//! Directionality classification and visual reordering.
//!
//! This is a deliberately simplified bidi heuristic for short UI strings
//! with embedded markup, not an implementation of UAX-9:
//! - `classify` gives every position a direction, resolving punctuation,
//!   spaces and paired delimiters from their neighbours
//! - `ReorderEngine` walks the classified text backwards and emits it in
//!   visual order, keeping left-to-right runs and tags intact

pub mod classify;
pub mod context;
pub mod pairs;
pub mod reorder;

pub use classify::{Classifier, classify};
pub use context::{Classification, ContextType, Direction, ResolvedType};
pub use pairs::{MirroredPairMap, SymmetricPairSet};
pub use reorder::ReorderEngine;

■ ■ ■ ■ ■ ■ ■

- HOW TO COMPLETE THIS TASK -
Write out every line from the records above, word for word.

- REPLY TO THE EXERCISE -
//! Directionality classification and visual reordering.
//!
//! This is a deliberately simplified bidi heuristic for short UI strings
//! with embedded markup, not an implementation of UAX-9:
//! - `classify` gives every position a direction, resolving punctuation,
//!   spaces and paired delimiters from their neighbours
//! - `ReorderEngine` walks the classified text backwards and emits it in
//!   visual order, keeping left-to-right runs and tags intact

pub mod classify;
pub mod context;
pub mod pairs;
pub mod reorder;

pub use classify::{Classifier, classify};
pub use context::{Classification, ContextType, Direction, ResolvedType};
pub use pairs::{MirroredPairMap, SymmetricPairSet};
pub use reorder::ReorderEngine;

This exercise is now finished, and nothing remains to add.